The disengagement began in August 2005, when Israel evacuated approximately 8,500 civilians from 21 settlements in the Gaza Strip, and 500 more from four small settlements in the northern part of the West Bank - about 2% of the total number of Israeli settlers in the Palestinian territories. Israeli troops began to deploy outside of the Gaza Strip, while still controlling its coastline, borders, and airspace. Israel continues to provide Gaza water, electricity, and other vital services. Israel also claims the right to intervene militarily, including preemptively, in "self-defense." In a sense, this represents a change in the form of military occupation from direct to indirect control.
Dov Weisglass, a close advisor of Prime Minister Ariel Sharon, stated in an interview with the newspaper Haaretz in October 2004 that the plan was intended to put the peace process in "formaldehyde," to postpone the creation of a Palestinian state indefinitely, and to relieve pressure on Israel to make further withdrawals from the West Bank.
Palestinians in the Gaza Strip welcomed the opportunity to be free of direct confrontations with the Israeli military, and expected improvements in their daily lives.

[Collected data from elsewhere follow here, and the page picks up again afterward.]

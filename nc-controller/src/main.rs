use anyhow::{Context, Result};
use clap::Parser;
use nc_controller::cli::{Cli, Commands};
use nc_controller::config::{self, load_config};
use nc_controller::http;
use nc_core::Controller;
use std::sync::Arc;
use tokio::signal;
use tracing_subscriber::prelude::*;
use tracing_subscriber::{fmt, EnvFilter};

#[tokio::main]
async fn main() -> Result<()> {
    let cli = Cli::parse();

    match cli.command {
        Commands::Run(run_cmd) => {
            let config = load_config(&run_cmd.config)?;
            init_logging(&config.logging);

            let db = build_db()?;
            let evidence = build_evidence_manager()?;

            let controller = Arc::new(
                Controller::new(db.clone(), &config.local_instance)
                    .await
                    .context("failed to construct controller from DB snapshot")?,
            );

            let worker = Arc::new(
                nc_core::EvidenceWorker::new(db, evidence).with_tick_interval(
                    std::time::Duration::from_secs(config.evidence.tick_interval_secs),
                ),
            );
            worker
                .send_cached()
                .await
                .context("failed to seed evidence queue")?;
            let worker_handle = {
                let worker = Arc::clone(&worker);
                tokio::spawn(async move { worker.run().await })
            };

            let app = http::router(controller);
            let addr = format!("{}:{}", config.server.host, config.server.port);
            let listener = tokio::net::TcpListener::bind(&addr)
                .await
                .with_context(|| format!("failed to bind {addr}"))?;
            tracing::info!("[NC] listening on {addr}");

            let serve = axum::serve(listener, app);
            tokio::select! {
                result = serve => {
                    if let Err(err) = result {
                        tracing::error!("[NC] server error: {err}");
                    }
                }
                _ = signal::ctrl_c() => {
                    tracing::info!("[NC] received Ctrl+C, shutting down");
                }
            }

            worker
                .stop(std::time::Duration::from_secs(
                    config.evidence.shutdown_timeout_secs,
                ))
                .await;
            worker_handle.abort();
            tracing::info!("[NC] shutdown complete");
        }
    }

    Ok(())
}

fn init_logging(cfg: &config::LoggingConfig) {
    let filter = EnvFilter::try_new(&cfg.log_level).unwrap_or_else(|_| EnvFilter::new("info"));
    let registry = tracing_subscriber::registry().with(filter);
    if cfg.log_format == "json" {
        registry.with(fmt::layer().json()).init();
    } else {
        registry.with(fmt::layer()).init();
    }
}

/// The persistent metadata store is out of scope for this crate (§1);
/// wiring a concrete `Db` implementation (e.g. a SQL client) is left to
/// deployment. A placeholder that always reports itself disconnected
/// keeps `main` linkable without fabricating a fake production backend.
fn build_db() -> Result<Arc<dyn nc_core::ports::Db>> {
    Ok(Arc::new(UnconfiguredDb::default()))
}

fn build_evidence_manager() -> Result<Arc<dyn nc_core::ports::EvidenceManager>> {
    Ok(Arc::new(UnconfiguredEvidenceManager::default()))
}

#[derive(Default)]
struct UnconfiguredDb;

#[async_trait::async_trait]
impl nc_core::ports::Db for UnconfiguredDb {
    async fn list_elements(&self) -> anyhow::Result<(Vec<nc_core::model::Element>, Vec<nc_core::model::Element>)> {
        Ok((Vec::new(), Vec::new()))
    }

    async fn is_connected(&self) -> bool {
        false
    }

    async fn update_status(
        &self,
        _name: &str,
        _address: &str,
        _status: &str,
        _msg: &str,
        _stats: serde_json::Value,
        _kind_tag: &str,
        _version: &str,
    ) -> anyhow::Result<()> {
        anyhow::bail!("no Db backend configured")
    }

    async fn update_collector_version(&self, _id: &str, _version: &str) -> anyhow::Result<()> {
        anyhow::bail!("no Db backend configured")
    }

    async fn update_injector_version(&self, _id: &str, _version: &str) -> anyhow::Result<()> {
        anyhow::bail!("no Db backend configured")
    }

    async fn collector_add_log(&self, _id: &str, _time: i64, _log_type: &str, _desc: &str) -> anyhow::Result<()> {
        anyhow::bail!("no Db backend configured")
    }

    async fn injector_add_log(&self, _id: &str, _time: i64, _log_type: &str, _desc: &str) -> anyhow::Result<()> {
        anyhow::bail!("no Db backend configured")
    }

    async fn injector_config(&self, _id: &str) -> anyhow::Result<Option<Vec<u8>>> {
        Ok(None)
    }

    async fn injector_upgrade(&self, _id: &str) -> anyhow::Result<Option<Vec<u8>>> {
        Ok(None)
    }

    async fn agent_status(
        &self,
        _ident: &str,
        _instance: &nc_core::model::InstanceId,
        _subtype: &str,
    ) -> anyhow::Result<(String, u64)> {
        anyhow::bail!("no Db backend configured")
    }

    async fn sync_start(
        &self,
        _session: &nc_core::ports::TransferSession,
        _version: &str,
        _user: &str,
        _device: &str,
        _source: &str,
        _sync_time: i64,
    ) -> anyhow::Result<()> {
        anyhow::bail!("no Db backend configured")
    }

    async fn send_evidence(&self, _instance: &nc_core::model::InstanceId, _blob: &[u8]) -> anyhow::Result<()> {
        anyhow::bail!("no Db backend configured")
    }

    async fn sync_end(&self, _session: &nc_core::ports::TransferSession) -> anyhow::Result<()> {
        anyhow::bail!("no Db backend configured")
    }
}

#[derive(Default)]
struct UnconfiguredEvidenceManager;

#[async_trait::async_trait]
impl nc_core::ports::EvidenceManager for UnconfiguredEvidenceManager {
    async fn cached_entries(&self) -> anyhow::Result<Vec<(nc_core::model::InstanceId, String)>> {
        Ok(Vec::new())
    }

    async fn instance_metadata(
        &self,
        instance: &nc_core::model::InstanceId,
    ) -> anyhow::Result<nc_core::ports::InstanceMetadata> {
        anyhow::bail!("no EvidenceManager backend configured for {}", instance.0)
    }

    async fn read_evidence(
        &self,
        instance: &nc_core::model::InstanceId,
        _evidence_id: &str,
    ) -> anyhow::Result<Vec<u8>> {
        anyhow::bail!("no EvidenceManager backend configured for {}", instance.0)
    }

    async fn delete_evidence(&self, instance: &nc_core::model::InstanceId, _evidence_id: &str) -> anyhow::Result<()> {
        anyhow::bail!("no EvidenceManager backend configured for {}", instance.0)
    }
}
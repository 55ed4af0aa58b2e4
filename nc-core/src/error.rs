//! Error taxonomy for the controller and evidence transfer worker.
//!
//! Every variant maps directly onto one of the error kinds named in the
//! component design: a peer-facing failure always degrades to an HTTP 500
//! with the message rendered as plain text (see [`NcError::status_code`]).

use thiserror::Error;

/// Domain error type shared by the registry, crypto envelope, command
/// executor, outbound forwarder and evidence transfer worker.
#[derive(Debug, Error)]
pub enum NcError {
    #[error("Invalid cookie")]
    InvalidCookie,

    #[error("decrypt failed: {0}")]
    Decrypt(String),

    #[error("unknown anonymizer: {0}")]
    UnknownAnon(String),

    #[error("transport error: {0}")]
    Transport(String),

    #[error("peer did not return a Set-Cookie header")]
    InvalidResponseCookie,

    #[error("command execution failed: {0}")]
    Exec(String),

    #[error("agent bid could not be resolved for instance {0}")]
    ZeroBid(String),

    #[error("evidence upload failed for {instance}/{evidence_id}: {source}")]
    EvidenceSendFailed {
        instance: String,
        evidence_id: String,
        source: String,
    },

    #[error("no element self-identifies with local instance {0}")]
    NoSelf(String),

    #[error(transparent)]
    Other(#[from] anyhow::Error),
}

impl NcError {
    /// Every controller-request-path error is reported as plain-text 500,
    /// per §7 of the specification; this is the one place that mapping
    /// is centralized so the HTTP layer never has to guess.
    pub fn status_code(&self) -> u16 {
        match self {
            NcError::InvalidCookie
            | NcError::Decrypt(_)
            | NcError::UnknownAnon(_)
            | NcError::Transport(_)
            | NcError::InvalidResponseCookie
            | NcError::Exec(_)
            | NcError::ZeroBid(_)
            | NcError::EvidenceSendFailed { .. }
            | NcError::NoSelf(_)
            | NcError::Other(_) => 500,
        }
    }

    /// Rendered body for the plain-text error responses of §4.4/§6.
    /// The `[NC]` prefix matches the log-line prefix used for
    /// controller-originated operational output.
    pub fn to_body(&self) -> String {
        format!("[NC] {self}")
    }
}

pub type Result<T> = std::result::Result<T, NcError>;
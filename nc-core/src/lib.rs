//! Network Controller core: the encrypted command/response envelope,
//! onion forwarding chain, command executor, request handler, and the
//! evidence transfer worker.

pub mod chain;
pub mod controller;
pub mod crypto;
pub mod error;
pub mod executor;
pub mod forwarder;
pub mod model;
pub mod ports;
pub mod registry;
pub mod worker;

#[cfg(any(test, feature = "test-support"))]
pub mod mock;

pub use controller::Controller;
pub use error::{NcError, Result};
pub use worker::EvidenceWorker;
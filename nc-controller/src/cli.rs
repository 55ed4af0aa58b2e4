use clap::{Parser, Subcommand};

#[derive(Debug, Parser)]
#[command(name = "nc-controller", version, about = "Network Controller core")]
pub struct Cli {
    #[command(subcommand)]
    pub command: Commands,
}

#[derive(Debug, Subcommand)]
pub enum Commands {
    /// Load a config file and start the controller and evidence worker.
    Run(RunCmd),
}

#[derive(Debug, Parser)]
pub struct RunCmd {
    /// Path to the TOML config file.
    #[arg(long, default_value = "config.toml")]
    pub config: String,
}
//! Inbound HTTP server: a single route that accepts both `POST` (peer)
//! and the non-standard `PUSH` (DB-originated) methods and hands the raw
//! request straight to [`nc_core::Controller::act`].
//!
//! `PUSH` is not one of axum's built-in `MethodFilter` verbs, so the
//! route is registered as a catch-all fallback rather than via
//! `axum::routing::post`/`any` — the method itself is read out of the
//! request and passed through unchanged.

use axum::body::Bytes;
use axum::extract::State;
use axum::http::{HeaderMap, HeaderValue, Method, StatusCode};
use axum::response::IntoResponse;
use axum::Router;
use nc_core::Controller;
use std::sync::Arc;
use tracing::info;

pub fn router(controller: Arc<Controller>) -> Router {
    Router::new().fallback(handle).with_state(controller)
}

async fn handle(
    State(controller): State<Arc<Controller>>,
    method: Method,
    headers: HeaderMap,
    body: Bytes,
) -> impl IntoResponse {
    let body = String::from_utf8_lossy(&body).into_owned();
    let cookie = headers
        .get(axum::http::header::COOKIE)
        .and_then(|v| v.to_str().ok());
    let forwarded_for = headers
        .get("x-forwarded-for")
        .and_then(|v| v.to_str().ok());

    let (status, reply) = controller
        .act(method.as_str(), &body, cookie, forwarded_for)
        .await;
    info!("[NC] {} / -> {status}", method.as_str());

    let mut response_headers = HeaderMap::new();
    if method == Method::POST {
        if let Some(cookie) = cookie.and_then(|c| HeaderValue::from_str(c).ok()) {
            response_headers.insert(axum::http::header::SET_COOKIE, cookie);
        }
    }

    let status = StatusCode::from_u16(status).unwrap_or(StatusCode::INTERNAL_SERVER_ERROR);
    (status, response_headers, reply)
}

However, Israeli forces are just over the horizon, and continuing Israeli settlement activity in East Jerusalem and the West Bank will likely lead to further outbreaks of violence.
Many Palestinians see the Gaza disengagement and the intensification of colonization of the West Bank as two faces of a unified policy whereby Israel will rid itself of responsibility for Palestinians, while maximizing its control of their land.
Since its withdrawal, Israel has heavily restricted the crossing of people and goods, including humanitarian assistance such as food and medical supplies, into Gaza. This is despite an agreement brokered by U.S. Secretary of State Condoleezza Rice in November 2005 under which Israel agreed to permit the entry and exit of goods and persons into and out of Gaza. These restrictions have led to an alarming deterioration of the humanitarian situation in Gaza, deemed by the International Red Cross and the United Nations as on the verge of disaster.
Since the disengagement, Israel has fired thousands of artillery shells into Gaza with the stated purpose of countering the firing of homemade rockets by Palestinian groups into Israel. In June 2006, Israeli forces reinvaded Gaza, mounting two major military offensives resulting in the deaths of 387 Palestinians. Israel withdrew from Gaza on November 15, 2006, yet continually threatens to reinvade.